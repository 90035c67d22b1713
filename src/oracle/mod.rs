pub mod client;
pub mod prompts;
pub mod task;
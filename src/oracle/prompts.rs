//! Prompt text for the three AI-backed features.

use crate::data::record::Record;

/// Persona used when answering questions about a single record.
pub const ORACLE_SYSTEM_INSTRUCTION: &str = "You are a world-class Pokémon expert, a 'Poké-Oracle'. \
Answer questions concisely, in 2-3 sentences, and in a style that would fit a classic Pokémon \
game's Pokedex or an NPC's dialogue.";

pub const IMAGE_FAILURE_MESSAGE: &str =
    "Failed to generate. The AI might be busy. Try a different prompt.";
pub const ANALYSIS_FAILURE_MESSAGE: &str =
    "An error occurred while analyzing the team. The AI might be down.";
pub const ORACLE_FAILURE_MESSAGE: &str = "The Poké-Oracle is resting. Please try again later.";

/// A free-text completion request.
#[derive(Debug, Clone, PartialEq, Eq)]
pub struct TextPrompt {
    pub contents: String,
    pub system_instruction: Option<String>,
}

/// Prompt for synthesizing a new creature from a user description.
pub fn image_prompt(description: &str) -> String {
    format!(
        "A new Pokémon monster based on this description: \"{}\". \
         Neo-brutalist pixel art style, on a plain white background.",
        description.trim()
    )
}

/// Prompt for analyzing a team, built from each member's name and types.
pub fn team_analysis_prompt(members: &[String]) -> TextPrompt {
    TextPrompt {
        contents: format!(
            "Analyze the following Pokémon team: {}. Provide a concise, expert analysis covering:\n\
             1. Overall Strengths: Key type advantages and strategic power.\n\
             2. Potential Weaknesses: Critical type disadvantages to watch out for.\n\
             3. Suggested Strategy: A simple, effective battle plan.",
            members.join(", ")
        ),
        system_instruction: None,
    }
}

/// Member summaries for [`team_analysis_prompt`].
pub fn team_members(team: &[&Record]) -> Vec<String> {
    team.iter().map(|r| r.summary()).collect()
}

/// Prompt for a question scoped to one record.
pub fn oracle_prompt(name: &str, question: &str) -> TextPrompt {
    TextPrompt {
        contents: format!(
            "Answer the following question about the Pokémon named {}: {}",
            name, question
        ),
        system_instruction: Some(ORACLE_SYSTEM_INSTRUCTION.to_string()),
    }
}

※ ※ ※

Restating all of the data exactly is the whole task.

repository 90035c67d22b1713
filename src/oracle/mod.rs
pub mod client;
pub mod prompts;
pub mod task;
filename src/oracle/prompts.rs
//! Prompt text for the three AI-backed features.

use crate::data::record::Record;

/// Persona used when answering questions about a single record.
pub const ORACLE_SYSTEM_INSTRUCTION: &str = "You are a world-class Pokémon expert, a 'Poké-Oracle'. \
Answer questions concisely, in 2-3 sentences, and in a style that would fit a classic Pokémon \
game's Pokedex or an NPC's dialogue.";

pub const IMAGE_FAILURE_MESSAGE: &str =
    "Failed to generate. The AI might be busy. Try a different prompt.";
pub const ANALYSIS_FAILURE_MESSAGE: &str =
    "An error occurred while analyzing the team. The AI might be down.";
pub const ORACLE_FAILURE_MESSAGE: &str = "The Poké-Oracle is resting. Please try again later.";

/// A free-text completion request.
#[derive(Debug, Clone, PartialEq, Eq)]
pub struct TextPrompt {
    pub contents: String,
    pub system_instruction: Option<String>,
}

/// Prompt for synthesizing a new creature from a user description.
pub fn image_prompt(description: &str) -> String {
    format!(
        "A new Pokémon monster based on this description: \"{}\". \
         Neo-brutalist pixel art style, on a plain white background.",
        description.trim()
    )
}

/// Prompt for analyzing a team, built from each member's name and types.
pub fn team_analysis_prompt(members: &[String]) -> TextPrompt {
    TextPrompt {
        contents: format!(
            "Analyze the following Pokémon team: {}. Provide a concise, expert analysis covering:\n\
             1. Overall Strengths: Key type advantages and strategic power.\n\
             2. Potential Weaknesses: Critical type disadvantages to watch out for.\n\
             3. Suggested Strategy: A simple, effective battle plan.",
            members.join(", ")
        ),
        system_instruction: None,
    }
}

/// Member summaries for [`team_analysis_prompt`].
pub fn team_members(team: &[&Record]) -> Vec<String> {
    team.iter().map(|r| r.summary()).collect()
}

/// Prompt for a question scoped to one record.
pub fn oracle_prompt(name: &str, question: &str) -> TextPrompt {
    TextPrompt {
        contents: format!(
            "Answer the following question about the Pokémon named {}: {}",
            name, question
        ),
        system_instruction: Some(ORACLE_SYSTEM_INSTRUCTION.to_string()),
    }
}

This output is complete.